The Naval Medical Research Center, along with other government agencies, have conducted successful trials of a malaria vaccine that promises to provide total immunity to the tropical disease, a researcher at NMRC told USNI News on Thursday.
“This is the first time we have something that is capable of generating, what we call ‘robust immunity’,” Navy Capt. Judith E. Epstein, NMRC lead investigator for NMRC told USNI News.
“It means people aren’t getting infection at all. It’s a major breakthrough because people have been trying to develop a malaria vaccine for decades. “
The NMRC partnered with Walter Reed Army Institute of Research (WRAIR), vaccine manufacturer Sanaria and the National Institute of Health to conduct the trial that proved the efficacy of the vaccine.

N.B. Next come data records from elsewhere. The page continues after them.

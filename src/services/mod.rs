pub mod cooldown;
pub mod health;
pub mod notifier;
pub mod reply_router;
pub mod status;
pub mod toggl;
pub mod traits;
pub mod wake;
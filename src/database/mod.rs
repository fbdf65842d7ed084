pub mod connection;
pub mod models;
pub mod store;
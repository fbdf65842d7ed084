use tracing::{error, info, warn, debug};

/// Logs command start with consistent format
pub fn log_command_start(command: &str, user: &str, user_id: &str, chat_id: &str, details: Option<&str>) {
    match details {
        Some(d) => info!(
            "CMD_START: {} by {}({}) in chat {} - {}",
            command, user, user_id, chat_id, d
        ),
        None => info!(
            "CMD_START: {} by {}({}) in chat {}",
            command, user, user_id, chat_id
        ),
    }
}

/// Logs command completion with consistent format
pub fn log_command_success(command: &str, user: &str, user_id: &str, chat_id: &str, details: Option<&str>) {
    match details {
        Some(d) => info!(
            "CMD_SUCCESS: {} by {}({}) in chat {} - {}",
            command, user, user_id, chat_id, d
        ),
        None => info!(
            "CMD_SUCCESS: {} by {}({}) in chat {}",
            command, user, user_id, chat_id
        ),
    }
}

/// Logs command errors with consistent format
pub fn log_command_error(command: &str, user: &str, user_id: &str, chat_id: &str, error: &str) {
    error!(
        "CMD_ERROR: {} by {}({}) in chat {} - {}",
        command, user, user_id, chat_id, error
    );
}

/// Logs validation errors with consistent format
pub fn log_validation_error(command: &str, field: &str, value: &str, error: &str, user_id: &str) {
    warn!(
        "VALIDATION_ERROR: {} - {} field '{}' invalid: {} - user {}",
        command, field, value, error, user_id
    );
}

/// Logs database operations with consistent format
pub fn log_database_operation(operation: &str, table: &str, details: Option<&str>) {
    match details {
        Some(d) => debug!("DB_OP: {} on {} - {}", operation, table, d),
        None => debug!("DB_OP: {} on {}", operation, table),
    }
}

/// Logs database errors with consistent format
pub fn log_database_error(operation: &str, table: &str, error: &str, details: Option<&str>) {
    match details {
        Some(d) => error!("DB_ERROR: {} on {} failed: {} - {}", operation, table, error, d),
        None => error!("DB_ERROR: {} on {} failed: {}", operation, table, error),
    }
}

/// Logs a wake decision for one sender/target pair
pub fn log_wake_decision(sender_id: &str, target: &str, outcome: &str) {
    info!("WAKE: {} -> {} - {}", sender_id, target, outcome);
}

/// Logs timeout events with consistent format
pub fn log_timeout(operation: &str, duration_secs: u64, details: Option<&str>) {
    match details {
        Some(d) => warn!("TIMEOUT: {} after {}s - {}", operation, duration_secs, d),
        None => warn!("TIMEOUT: {} after {}s", operation, duration_secs),
    }
}

/// Logs system events with consistent format
pub fn log_system_event(event: &str, details: Option<&str>) {
    match details {
        Some(d) => info!("SYSTEM: {} - {}", event, d),
        None => info!("SYSTEM: {}", event),
    }
}
use teloxide::prelude::*;
use crate::bot::handlers::HandlerResult;
use crate::utils::feedback::CommandFeedback;

pub async fn handle_general_message(
    bot: Bot,
    msg: Message,
) -> HandlerResult {
    let feedback = CommandFeedback::new(bot, msg.chat.id);

    if let Some(text) = msg.text() {
        // Check if it looks like a malformed command
        if text.starts_with('/') {
            let error_msg = format!("Unknown command: {}", text.split_whitespace().next().unwrap_or(text));
            let suggestion = "Use /help to see all available commands, or check your command syntax.";
            feedback.validation_error(&error_msg, suggestion).await?;
        } else if text.to_lowercase().contains("wake") {
            // Helpful hint for users trying to nudge someone
            feedback.info("Want to nudge someone? Try /wake <name> [message] or /wakeall [message].").await?;
        }
        // For other messages, we don't respond to avoid spam
    }

    Ok(())
}
use async_trait::async_trait;
use std::time::Duration;
use teloxide::payloads::SendMessageSetters;
use teloxide::requests::{Request, Requester};
use teloxide::types::{ChatId, MessageId, ParseMode};
use teloxide::Bot;

use crate::error::DeliveryError;
use crate::services::traits::NotificationChannel;
use crate::utils::logging::log_timeout;
use crate::utils::validation::parse_chat_id;

/// Sends HTML messages through the Telegram Bot API.
#[derive(Clone)]
pub struct TelegramNotifier {
    bot: Bot,
    timeout: Duration,
}

impl TelegramNotifier {
    pub fn new(bot: Bot, timeout: Duration) -> Self {
        Self { bot, timeout }
    }
}

#[async_trait]
impl NotificationChannel for TelegramNotifier {
    async fn send(
        &self,
        chat_id: &str,
        text: &str,
        reply_to: Option<i32>,
    ) -> Result<i32, DeliveryError> {
        let chat = parse_chat_id(chat_id)
            .map_err(|_| DeliveryError::InvalidDestination(chat_id.to_string()))?;

        let mut request = self
            .bot
            .send_message(ChatId(chat), text.to_string())
            .parse_mode(ParseMode::Html);
        if let Some(message_id) = reply_to {
            request = request
                .reply_to_message_id(MessageId(message_id))
                .allow_sending_without_reply(true);
        }

        match tokio::time::timeout(self.timeout, request.send()).await {
            Ok(Ok(message)) => Ok(message.id.0),
            Ok(Err(e)) => Err(DeliveryError::from(e)),
            Err(_) => {
                let details = format!("chat {}", chat_id);
                log_timeout("send_message", self.timeout.as_secs(), Some(&details));
                Err(DeliveryError::Timeout(self.timeout.as_secs()))
            }
        }
    }
}
use teloxide::prelude::*;

use crate::bot::handlers::HandlerResult;
use crate::database::models::Person;
use crate::services::traits::Directory;
use crate::utils::{feedback::CommandFeedback, html::{capitalize, escape_html}};

/// Renders the people list as Telegram HTML.
pub fn format_people(people: &[Person]) -> String {
    if people.is_empty() {
        return "👥 No users found.".to_string();
    }

    let mut message = String::from("👥 <b>Users List</b>\n");
    for person in people {
        let reachable = if person.chat_id.is_some() { "" } else { " (no chat)" };
        message.push_str(&format!("\n• {}{}", escape_html(&capitalize(&person.name)), reachable));
    }
    message
}

pub async fn handle_users(
    bot: Bot,
    msg: Message,
    directory: &dyn Directory,
) -> HandlerResult {
    let feedback = CommandFeedback::new(bot, msg.chat.id);

    match directory.list_people().await {
        Ok(people) => {
            feedback.send_html(&format_people(&people)).await?;
        }
        Err(e) => {
            tracing::error!("Failed to fetch users: {}", e);
            feedback.error("Failed to fetch users.").await?;
        }
    }

    Ok(())
}
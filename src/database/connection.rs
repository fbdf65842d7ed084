use anyhow::Result;
use sqlx::sqlite::SqlitePoolOptions;
use sqlx::{SqlitePool, migrate::MigrateDatabase, Sqlite};
use std::time::Duration;
use tracing::info;

/// Upper bound on waiting for a pooled connection before a query fails.
const ACQUIRE_TIMEOUT: Duration = Duration::from_secs(5);

#[derive(Clone)]
pub struct DatabaseManager {
    pub pool: SqlitePool,
}

impl DatabaseManager {
    pub async fn new(database_url: &str) -> Result<Self> {
        // Create database if it doesn't exist
        if !Sqlite::database_exists(database_url).await.unwrap_or(false) {
            info!("Creating database {}", database_url);
            Sqlite::create_database(database_url).await?;
        }

        let pool = SqlitePoolOptions::new()
            .acquire_timeout(ACQUIRE_TIMEOUT)
            .connect(database_url)
            .await?;

        Ok(Self { pool })
    }

    pub async fn run_migrations(&self) -> Result<()> {
        info!("Running database migrations");
        sqlx::migrate!("./migrations").run(&self.pool).await?;
        Ok(())
    }
}
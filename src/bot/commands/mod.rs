pub mod status;
pub mod users;
pub mod wake;

use teloxide::utils::command::BotCommands;

#[derive(BotCommands, Clone, Debug, PartialEq)]
#[command(rename_rule = "lowercase", description = "Nudge Bot commands:")]
pub enum Command {
    #[command(description = "Display this help message")]
    Help,
    #[command(description = "Start the bot")]
    Start,
    #[command(description = "List everyone who can be woken")]
    Users,
    #[command(description = "Wake someone up: /wake <name> [message]")]
    Wake(String),
    #[command(description = "Wake everybody up: /wakeall [message]")]
    WakeAll(String),
    #[command(description = "Check if someone is tracking time: /status <name>")]
    Status(String),
    #[command(description = "Check who is tracking time right now")]
    StatusAll,
}
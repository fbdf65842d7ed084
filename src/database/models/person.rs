use chrono::{DateTime, NaiveDateTime, TimeZone, Utc};
use serde_json::{Map, Value};
use sqlx::FromRow;
use uuid::Uuid;

use crate::services::cooldown::Cooldowns;

/// A registered member of the group.
#[derive(Debug, Clone, PartialEq)]
pub struct Person {
    pub id: String,
    pub name: String,
    pub chat_id: Option<String>,
    pub tracking_token: Option<String>,
    pub cooldowns: Cooldowns,
    pub created_at: String,
}

#[derive(Debug, FromRow)]
struct PersonRow {
    id: String,
    name: String,
    chat_id: Option<String>,
    tracking_token: Option<String>,
    cooldowns: String,
    created_at: String,
}

impl From<PersonRow> for Person {
    fn from(row: PersonRow) -> Self {
        let cooldowns = cooldowns_from_json(&row.name, &row.cooldowns);
        Person {
            id: row.id,
            name: row.name,
            chat_id: row.chat_id.filter(|c| !c.trim().is_empty()),
            tracking_token: row.tracking_token.filter(|t| !t.trim().is_empty()),
            cooldowns,
            created_at: row.created_at,
        }
    }
}

impl Person {
    pub async fn create(
        pool: &sqlx::SqlitePool,
        name: &str,
        chat_id: Option<String>,
        tracking_token: Option<String>,
    ) -> Result<Self, sqlx::Error> {
        let id = Uuid::new_v4().to_string();
        let now = Utc::now().to_rfc3339();

        sqlx::query(
            "INSERT INTO people (id, name, chat_id, tracking_token, cooldowns, created_at) VALUES (?, ?, ?, ?, '{}', ?)"
        )
        .bind(&id)
        .bind(name)
        .bind(&chat_id)
        .bind(&tracking_token)
        .bind(&now)
        .execute(pool)
        .await?;

        Self::find_by_name(pool, name)
            .await?
            .ok_or(sqlx::Error::RowNotFound)
    }

    pub async fn find_all(pool: &sqlx::SqlitePool) -> Result<Vec<Self>, sqlx::Error> {
        let rows = sqlx::query_as::<_, PersonRow>(
            "SELECT id, name, chat_id, tracking_token, cooldowns, created_at FROM people ORDER BY name COLLATE NOCASE"
        )
        .fetch_all(pool)
        .await?;

        Ok(rows.into_iter().map(Person::from).collect())
    }

    /// Case-insensitive lookup by display name.
    pub async fn find_by_name(
        pool: &sqlx::SqlitePool,
        name: &str,
    ) -> Result<Option<Self>, sqlx::Error> {
        let row = sqlx::query_as::<_, PersonRow>(
            "SELECT id, name, chat_id, tracking_token, cooldowns, created_at FROM people WHERE name = ? COLLATE NOCASE"
        )
        .bind(name)
        .fetch_optional(pool)
        .await?;

        Ok(row.map(Person::from))
    }

    pub async fn update_cooldowns(
        pool: &sqlx::SqlitePool,
        person_id: &str,
        cooldowns: &Cooldowns,
    ) -> Result<(), sqlx::Error> {
        let result = sqlx::query("UPDATE people SET cooldowns = ? WHERE id = ?")
            .bind(cooldowns_to_json(cooldowns))
            .bind(person_id)
            .execute(pool)
            .await?;

        if result.rows_affected() == 0 {
            return Err(sqlx::Error::RowNotFound);
        }

        Ok(())
    }

    pub async fn count(pool: &sqlx::SqlitePool) -> Result<i64, sqlx::Error> {
        sqlx::query_scalar::<_, i64>("SELECT COUNT(*) FROM people")
            .fetch_one(pool)
            .await
    }
}

/// Decodes the stored JSON object. Anything unreadable is dropped so the
/// affected requester is treated as having no cooldown.
pub fn cooldowns_from_json(person: &str, raw: &str) -> Cooldowns {
    let map = match serde_json::from_str::<Map<String, Value>>(raw) {
        Ok(map) => map,
        Err(e) => {
            tracing::debug!("Ignoring unreadable cooldowns for {}: {}", person, e);
            return Cooldowns::new();
        }
    };

    map.into_iter()
        .filter_map(|(requester, value)| {
            let expiry = value.as_str().and_then(parse_timestamp);
            if expiry.is_none() {
                tracing::debug!("Ignoring malformed cooldown for {} from {}: {}", person, requester, value);
            }
            expiry.map(|expiry| (requester, expiry))
        })
        .collect()
}

pub fn cooldowns_to_json(cooldowns: &Cooldowns) -> String {
    let map: Map<String, Value> = cooldowns
        .iter()
        .map(|(requester, expiry)| (requester.to_string(), Value::String(expiry.to_rfc3339())))
        .collect();

    Value::Object(map).to_string()
}

/// RFC 3339, or an ISO timestamp without offset which is read as UTC.
fn parse_timestamp(raw: &str) -> Option<DateTime<Utc>> {
    if let Ok(dt) = DateTime::parse_from_rfc3339(raw) {
        return Some(dt.with_timezone(&Utc));
    }

    NaiveDateTime::parse_from_str(raw, "%Y-%m-%dT%H:%M:%S%.f")
        .ok()
        .map(|naive| Utc.from_utc_datetime(&naive))
}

“It’s called a whole organism approach. It means we’re giving them a weakened form of the whole parasite,” Epstein said.
“Starting around 2005, our colleagues at Sanaira actually showed you could take those parasites and they can be given as a vaccine.”
The next step is for the team is to begin working for the Food and Drug Administration to bring the vaccine to the fleet.
“We’re trying very hard to bring things forward in the next three to five years so we can apply for licensure,” Epstein said.
“That’s what we would like to do but that’s a very tall order.”
Pentagon estimates more troops have been killed by malaria in tropical climates than by enemy action.
In 2003, 80 out of a contingent of 225 Marines sent to Liberia succumbed to malaria infection and required sending the Marines back to the U.S.